The Bulging Arctic Ocean - Planet Earth Online

British scientists recently used satellites to discover a bulging dome of fresh water in the Arctic Ocean….and it’s getting bigger. But why is it there, and could it alter our...
11 March 2012

Interview with 

Dr Katharine Giles, Centre for Polar Observation and Modeling at University College London

Share

British scientists recently used satellites to discover a bulging dome of fresh water in the Arctic Ocean....and it's getting bigger.

The lead author of the study was Katharine Giles from the Centre for Polar Observation and Modeling at University College London. Planet Earth podcast presenter Sue Nelson caught up with Katharine to find out more about this fresh water dome and why it's important...

Katharine -   Well, if you imagine you're looking down on the Earth, over the north pole and you can see the Arctic ocean, if you cast your eyes over to Canada, then go north of the Canadian coastline then you're in the Beaufort Sea.  In the Beaufort Sea there's a circulation system called the Beaufort gyre, that's a rotating dome of water that rotates in a clockwise direction and what we've seen from the satellites is that dome increasing in height.  The area is over 1000 kilometres across, so that's the distance between roughly, say, London and Venice, so it's quite a large area of the Arctic Ocean.

Sue -   And when you say a dome, are we talking like a huge "Millennium Dome" rising of water above the sea surface?

Bathymetric map of the Arctic OceanKatharine -   I imagine it more like a contact lens rather than a Millennium Dome, but it's still quite a large amount of water, it's about 8000 cubic kilometres of fresh water which is roughly 10% of all the fresh water that's stored in the Arctic Ocean.

Sue -   Now, did you have clues that there was this body of fresh water in among a salty ocean?

Katharine -   Well yes. Measurements taken from ships and moorings have shown that there has been an increase in fresh water over the past 15 years or so.  But it is really difficult to make measurements in the Arctic because of the cold, dark winters and the ocean itself is covered by a layer of frozen seawater so it makes it hard for the ships to break through.  This is why this satellite data is really useful.  It helps to tie these snapshots of data taken from the ships and from the moorings to give us an idea of the overall picture of how the Arctic Ocean is changing.

Sue -   Now you were using two European Space Agency satellites, ERS2 and Envisat.  Were they both looking at the saltiness of the ocean or sea surface height in order to work out that, hold on, we've got this enormous of fresh water in the Arctic?
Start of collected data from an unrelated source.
//! In-process channel-backed queue.
//!
//! Single-process stand-in for an external broker. Delivery is
//! effectively exactly-once here (an unacked delivery is not redelivered
//! after a crash, since a crash takes the process with it); the executor
//! still follows the at-least-once discipline so a real broker can slot
//! in behind the trait.

use std::sync::Mutex;
use std::time::Duration;

use async_trait::async_trait;
use tokio::sync::mpsc;
use tracing::debug;

use crate::models::TaskId;

use super::{Delivery, QueueError, TaskQueue};

/// Unbounded in-process task queue.
pub struct MemoryQueue {
    sender: Mutex<Option<mpsc::UnboundedSender<TaskId>>>,
    receiver: tokio::sync::Mutex<mpsc::UnboundedReceiver<TaskId>>,
}

impl MemoryQueue {
    pub fn new() -> Self {
        let (tx, rx) = mpsc::unbounded_channel();
        Self {
            sender: Mutex::new(Some(tx)),
            receiver: tokio::sync::Mutex::new(rx),
        }
    }

    fn sender(&self) -> Result<mpsc::UnboundedSender<TaskId>, QueueError> {
        self.sender
            .lock()
            .unwrap()
            .as_ref()
            .cloned()
            .ok_or(QueueError::Closed)
    }
}

impl Default for MemoryQueue {
    fn default() -> Self {
        Self::new()
    }
}

#[async_trait]
impl TaskQueue for MemoryQueue {
    async fn enqueue(&self, task_id: TaskId) -> Result<(), QueueError> {
        self.sender()?.send(task_id).map_err(|_| QueueError::Closed)
    }

    async fn enqueue_after(&self, task_id: TaskId, delay: Duration) -> Result<(), QueueError> {
        let sender = self.sender()?;
        debug!(task_id = %task_id, delay_ms = delay.as_millis() as u64, "delayed enqueue");
        tokio::spawn(async move {
            tokio::time::sleep(delay).await;
            // Receiver gone means shutdown; dropping the task id is fine then.
            let _ = sender.send(task_id);
        });
        Ok(())
    }

    async fn recv(&self) -> Option<Delivery> {
        let mut receiver = self.receiver.lock().await;
        receiver.recv().await.map(|task_id| Delivery { task_id })
    }

    async fn ack(&self, _delivery: Delivery) -> Result<(), QueueError> {
        // Nothing to do: the channel already removed the message on recv.
        Ok(())
    }

    fn close(&self) {
        self.sender.lock().unwrap().take();
    }
}
//! A vertex buffer and an index buffer drawn as one unit.

use crate::buffer::{Buffer, IndexRecord, Usage, VertexRecord};
use crate::context::{GraphicsContext, ShaderAttributes};

/// Pairs a vertex [`Buffer`] with an index [`Buffer`].
///
/// Geometry writers append to both without resetting them, so one batch can
/// collect many shapes before a single draw. Cloning aliases both buffers.
pub struct IndexedVertexBatch<V: VertexRecord, I: IndexRecord = u32, H = wgpu::Buffer> {
    pub vertices: Buffer<V, H>,
    pub indices: Buffer<I, H>,
}

impl<V: VertexRecord, I: IndexRecord, H> IndexedVertexBatch<V, I, H> {
    pub fn new(usage: Usage) -> Self {
        Self {
            vertices: Buffer::new(usage),
            indices: Buffer::new(usage),
        }
    }

    pub fn from_buffers(vertices: Buffer<V, H>, indices: Buffer<I, H>) -> Self {
        Self { vertices, indices }
    }

    pub fn clear(&mut self) {
        self.vertices.clear();
        self.indices.clear();
    }

    #[inline]
    pub fn vertex_count(&self) -> usize {
        self.vertices.len()
    }

    #[inline]
    pub fn index_count(&self) -> usize {
        self.indices.len()
    }

    #[inline]
    pub fn is_empty(&self) -> bool {
        self.indices.is_empty()
    }

    /// Appends a vertex and returns its position in the vertex buffer.
    pub fn add_vertex(&mut self, vertex: impl Into<V>) -> usize {
        let index = self.vertices.len();
        self.vertices.add(vertex);
        index
    }

    /// Appends one triangle of absolute vertex positions.
    pub fn add_triangle(&mut self, a: usize, b: usize, c: usize) {
        self.indices
            .extend([I::from_vertex(a), I::from_vertex(b), I::from_vertex(c)]);
    }

    /// Binds vertices (with their attribute layout), then indices.
    pub fn bind<C, S>(&mut self, ctx: &mut C, shader: &S, force_upload: bool)
    where
        C: GraphicsContext<Buffer = H>,
        S: ShaderAttributes<C>,
    {
        self.vertices.bind(ctx, shader, force_upload);
        self.indices.bind(ctx, shader, force_upload);
    }

    pub fn unbind<C, S>(&self, ctx: &mut C, shader: &S)
    where
        C: GraphicsContext<Buffer = H>,
        S: ShaderAttributes<C>,
    {
        self.indices.unbind(ctx, shader);
        self.vertices.unbind(ctx, shader);
    }

    /// Indexed draw over every index.
    pub fn draw<C>(&self, ctx: &mut C, primitive: wgpu::PrimitiveTopology)
    where
        C: GraphicsContext<Buffer = H>,
    {
        self.indices.draw(ctx, primitive);
    }
}

impl<V: VertexRecord, I: IndexRecord, H> Default for IndexedVertexBatch<V, I, H> {
    fn default() -> Self {
        Self::new(Usage::default())
    }
}

impl<V: VertexRecord, I: IndexRecord, H> Clone for IndexedVertexBatch<V, I, H> {
    fn clone(&self) -> Self {
        Self {
            vertices: self.vertices.clone(),
            indices: self.indices.clone(),
        }
    }
}

impl<V: VertexRecord, I: IndexRecord, H> std::fmt::Debug for IndexedVertexBatch<V, I, H> {
    fn fmt(&self, f: &mut std::fmt::Formatter<'_>) -> std::fmt::Result {
        f.debug_struct("IndexedVertexBatch")
            .field("vertices", &self.vertices)
            .field("indices", &self.indices)
            .finish()
    }
}
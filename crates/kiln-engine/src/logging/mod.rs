//! Logging utilities.
//!
//! The engine itself only talks to the `log` facade. This module installs the
//! `env_logger` backend for binaries and tests that want to see it.

mod init;

pub use init::{init_logging, LoggingConfig};
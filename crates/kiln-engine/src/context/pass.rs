use std::ops::Range;

use crate::buffer::{BufferTarget, Usage};

use super::GraphicsContext;

/// [`GraphicsContext`] over a wgpu device/queue and an optional render pass.
///
/// Without a pass, binds and draws are dropped and only uploads happen; this is
/// how geometry is staged ahead of the frame that draws it.
pub struct WgpuContext<'a, 'p> {
    pub device: &'a wgpu::Device,
    pub queue: &'a wgpu::Queue,
    pass: Option<&'a mut wgpu::RenderPass<'p>>,
    /// Topology of the currently set pipeline.
    topology: Option<wgpu::PrimitiveTopology>,
}

impl<'a, 'p> WgpuContext<'a, 'p> {
    #[inline]
    pub fn new(device: &'a wgpu::Device, queue: &'a wgpu::Queue) -> Self {
        Self {
            device,
            queue,
            pass: None,
            topology: None,
        }
    }

    #[inline]
    pub fn with_pass(
        device: &'a wgpu::Device,
        queue: &'a wgpu::Queue,
        pass: &'a mut wgpu::RenderPass<'p>,
    ) -> Self {
        Self {
            device,
            queue,
            pass: Some(pass),
            topology: None,
        }
    }

    #[inline]
    pub fn has_pass(&self) -> bool {
        self.pass.is_some()
    }

    pub(crate) fn set_pipeline(
        &mut self,
        pipeline: &wgpu::RenderPipeline,
        topology: wgpu::PrimitiveTopology,
    ) {
        self.topology = Some(topology);
        if let Some(pass) = self.pass.as_deref_mut() {
            pass.set_pipeline(pipeline);
        }
    }

    pub(crate) fn clear_pipeline(&mut self) {
        self.topology = None;
    }

    fn check_topology(&self, primitive: wgpu::PrimitiveTopology) {
        match self.topology {
            Some(topology) if topology != primitive => log::warn!(
                "draw as {primitive:?} with a pipeline built for {topology:?}; \
                 the pipeline topology wins"
            ),
            None if self.pass.is_some() => log::warn!("draw without a bound shader program"),
            _ => {}
        }
    }
}

/// wgpu copies and buffer sizes must be multiples of 4 bytes; slices must not be empty.
fn padded_size(size: u64) -> u64 {
    size.next_multiple_of(wgpu::COPY_BUFFER_ALIGNMENT)
        .max(wgpu::COPY_BUFFER_ALIGNMENT)
}

impl GraphicsContext for WgpuContext<'_, '_> {
    type Buffer = wgpu::Buffer;

    fn create_buffer(&mut self, target: BufferTarget, usage: Usage, size: u64) -> wgpu::Buffer {
        let (label, usages) = match target {
            BufferTarget::Array => ("kiln vertex buffer", wgpu::BufferUsages::VERTEX),
            BufferTarget::ElementArray => ("kiln index buffer", wgpu::BufferUsages::INDEX),
        };

        log::trace!("create {label} ({usage:?}, {size} bytes)");

        self.device.create_buffer(&wgpu::BufferDescriptor {
            label: Some(label),
            size: padded_size(size),
            usage: usages | wgpu::BufferUsages::COPY_DST,
            mapped_at_creation: false,
        })
    }

    fn write_buffer(&mut self, buffer: &wgpu::Buffer, offset: u64, data: &[u8]) {
        if data.is_empty() {
            return;
        }

        let len = data.len() as u64;
        if len % wgpu::COPY_BUFFER_ALIGNMENT == 0 {
            self.queue.write_buffer(buffer, offset, data);
        } else {
            // Odd u16 index counts end mid-word.
            let mut padded = data.to_vec();
            padded.resize(padded_size(len) as usize, 0);
            self.queue.write_buffer(buffer, offset, &padded);
        }
    }

    fn bind_vertex_buffer(&mut self, buffer: &wgpu::Buffer) {
        if let Some(pass) = self.pass.as_deref_mut() {
            pass.set_vertex_buffer(0, buffer.slice(..));
        }
    }

    fn unbind_vertex_buffer(&mut self) {
        // Pass state is replaced by the next bind; nothing to reset.
    }

    fn bind_index_buffer(&mut self, buffer: &wgpu::Buffer, format: wgpu::IndexFormat) {
        if let Some(pass) = self.pass.as_deref_mut() {
            pass.set_index_buffer(buffer.slice(..), format);
        }
    }

    fn unbind_index_buffer(&mut self) {}

    fn draw(&mut self, primitive: wgpu::PrimitiveTopology, vertices: Range<u32>) {
        self.check_topology(primitive);
        if let Some(pass) = self.pass.as_deref_mut() {
            pass.draw(vertices, 0..1);
        }
    }

    fn draw_indexed(
        &mut self,
        primitive: wgpu::PrimitiveTopology,
        indices: Range<u32>,
        _format: wgpu::IndexFormat,
    ) {
        self.check_topology(primitive);
        if let Some(pass) = self.pass.as_deref_mut() {
            pass.draw_indexed(indices, 0, 0..1);
        }
    }
}
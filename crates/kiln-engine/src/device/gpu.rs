use anyhow::{Context, Result};

use super::GpuInit;

/// Owns the wgpu core objects the buffer layer uploads through.
///
/// No surface is created: presentation belongs to the host application.
/// Buffers and pipelines created from this device must be used and dropped on
/// the thread that owns it.
pub struct Gpu {
    /// wgpu instance used to create the adapter.
    instance: wgpu::Instance,

    /// Selected adapter.
    adapter: wgpu::Adapter,

    /// Logical device.
    device: wgpu::Device,

    /// Command queue.
    queue: wgpu::Queue,
}

impl Gpu {
    /// Acquires an adapter and device without a surface.
    ///
    /// Adapter/device acquisition is asynchronous under wgpu.
    pub async fn new(init: GpuInit) -> Result<Self> {
        let instance = wgpu::Instance::new(&wgpu::InstanceDescriptor {
            backends: init.backends,
            ..Default::default()
        });

        let adapter = instance
            .request_adapter(&wgpu::RequestAdapterOptions {
                power_preference: init.power_preference,
                compatible_surface: None,
                force_fallback_adapter: init.force_fallback_adapter,
            })
            .await
            .context("failed to find a suitable GPU adapter")?;

        let (device, queue) = adapter
            .request_device(&wgpu::DeviceDescriptor {
                label: Some("kiln-engine device"),
                required_features: init.required_features,
                required_limits: init.required_limits,
                experimental_features: wgpu::ExperimentalFeatures::disabled(),
                memory_hints: wgpu::MemoryHints::Performance,
                trace: wgpu::Trace::Off,
            })
            .await
            .context("failed to create wgpu device/queue")?;

        let info = adapter.get_info();
        log::debug!("gpu ready: {} ({:?})", info.name, info.backend);

        Ok(Gpu {
            instance,
            adapter,
            device,
            queue,
        })
    }

    /// Blocking variant of [`Gpu::new`] for callers without an executor.
    pub fn new_blocking(init: GpuInit) -> Result<Self> {
        pollster::block_on(Self::new(init))
    }

    /// Returns the wgpu instance.
    pub fn instance(&self) -> &wgpu::Instance {
        &self.instance
    }

    /// Returns the selected adapter.
    pub fn adapter(&self) -> &wgpu::Adapter {
        &self.adapter
    }

    /// Returns a reference to the logical device.
    pub fn device(&self) -> &wgpu::Device {
        &self.device
    }

    /// Returns a reference to the command queue.
    pub fn queue(&self) -> &wgpu::Queue {
        &self.queue
    }

    /// Submits `encoder` and returns once the queue accepted it.
    pub fn submit(&self, encoder: wgpu::CommandEncoder) {
        self.queue.submit(std::iter::once(encoder.finish()));
    }
}
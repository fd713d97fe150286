use glam::Vec2;

/// Axis-aligned rectangle stored as origin + size.
///
/// Corner accessors follow the `x{1,2}y{1,2}` naming: `x1`/`y1` are the origin
/// edges, `x2`/`y2` the far edges. No axis orientation is implied.
#[derive(Debug, Copy, Clone, Default, PartialEq)]
pub struct Rect {
    pub origin: Vec2,
    pub size: Vec2,
}

impl Rect {
    #[inline]
    pub const fn new(x: f32, y: f32, w: f32, h: f32) -> Self {
        Self {
            origin: Vec2::new(x, y),
            size: Vec2::new(w, h),
        }
    }

    #[inline]
    pub const fn from_origin_size(origin: Vec2, size: Vec2) -> Self {
        Self { origin, size }
    }

    /// Builds the rectangle spanned by two opposite corners.
    #[inline]
    pub fn from_corners(a: Vec2, b: Vec2) -> Self {
        Self::from_origin_size(a, b - a)
    }

    #[inline]
    pub fn x1(self) -> f32 {
        self.origin.x
    }

    #[inline]
    pub fn y1(self) -> f32 {
        self.origin.y
    }

    #[inline]
    pub fn x2(self) -> f32 {
        self.origin.x + self.size.x
    }

    #[inline]
    pub fn y2(self) -> f32 {
        self.origin.y + self.size.y
    }

    #[inline]
    pub fn x1y1(self) -> Vec2 {
        Vec2::new(self.x1(), self.y1())
    }

    #[inline]
    pub fn x1y2(self) -> Vec2 {
        Vec2::new(self.x1(), self.y2())
    }

    #[inline]
    pub fn x2y2(self) -> Vec2 {
        Vec2::new(self.x2(), self.y2())
    }

    #[inline]
    pub fn x2y1(self) -> Vec2 {
        Vec2::new(self.x2(), self.y1())
    }
}
use glam::{Vec3, Vec4};

use crate::buffer::{Vertex, VertexN, VertexRgba, VertexRgbaN, VertexRecord};

/// Vertex layouts the triangulator can emit.
///
/// Each layout takes the attributes it carries and ignores the rest, so one
/// generation routine serves all of them.
pub trait SurfaceVertex: VertexRecord {
    /// `true` if the layout stores a normal; walls then get flat per-face normals.
    const HAS_NORMAL: bool;

    fn surface(position: Vec3, normal: Vec3, color: Vec4) -> Self;
}

impl SurfaceVertex for Vertex {
    const HAS_NORMAL: bool = false;

    #[inline]
    fn surface(position: Vec3, _normal: Vec3, _color: Vec4) -> Self {
        Vertex::new(position)
    }
}

impl SurfaceVertex for VertexN {
    const HAS_NORMAL: bool = true;

    #[inline]
    fn surface(position: Vec3, normal: Vec3, _color: Vec4) -> Self {
        VertexN::new(position, normal)
    }
}

impl SurfaceVertex for VertexRgba {
    const HAS_NORMAL: bool = false;

    #[inline]
    fn surface(position: Vec3, _normal: Vec3, color: Vec4) -> Self {
        VertexRgba::new(position, color)
    }
}

impl SurfaceVertex for VertexRgbaN {
    const HAS_NORMAL: bool = true;

    #[inline]
    fn surface(position: Vec3, normal: Vec3, color: Vec4) -> Self {
        VertexRgbaN::new(position, color, normal)
    }
}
Katharine -   What these satellites do - we use an instrument on board them called a radar altimeter and what that does is measure the elevation or the height of a surface.  So, the data we're using is actually looking at changes in the sea surface height and from that, combining it with data from another satellite called Grace which measures changes in mass, we can estimate the change in the fresh water.

Sue -   Is there a possibility that this fresh water could flow into other circulatory systems around the Earth?

Katharine -   What we've seen in our data is that, with the fresh water that has been stored over the past 15 years, the winds seem to be controlling that storage of fresh water.  So it's possible, if the winds then change direction, then that fresh water could be released out into the western Arctic, to the rest of the Arctic Ocean or beyond.  And we're interested in that because changes in fresh water leaving the Arctic Ocean can influence the deep convection in the North Atlantic. 

Part of the reason that Northern European enjoys a relatively mild climate in the winter is because of heat transported by currents that are derived from the Gulf Stream.  So this circulation system, we call the global overturning circulation system, and that's bringing heat from lower latitudes up to the north in the ocean currents.  As that water reaches the north it cools, it releases its heat to the atmosphere and the cooler water then sinks and more water moves up to take its place.  This is a density driven circulation. The water is sinking because it's more dense, so if you then add less dense fresh water from the Arctic possibly you could effect that circulation system.  In the past we've seen than an amount of water of a similar size to this 8,000 cubic kilometres may have influenced this convection in the Labrador Sea, which is one of the areas in the North Atlantic where you get this kind of overturning circulation. Whether that had an effect on our climate is something that we don't know.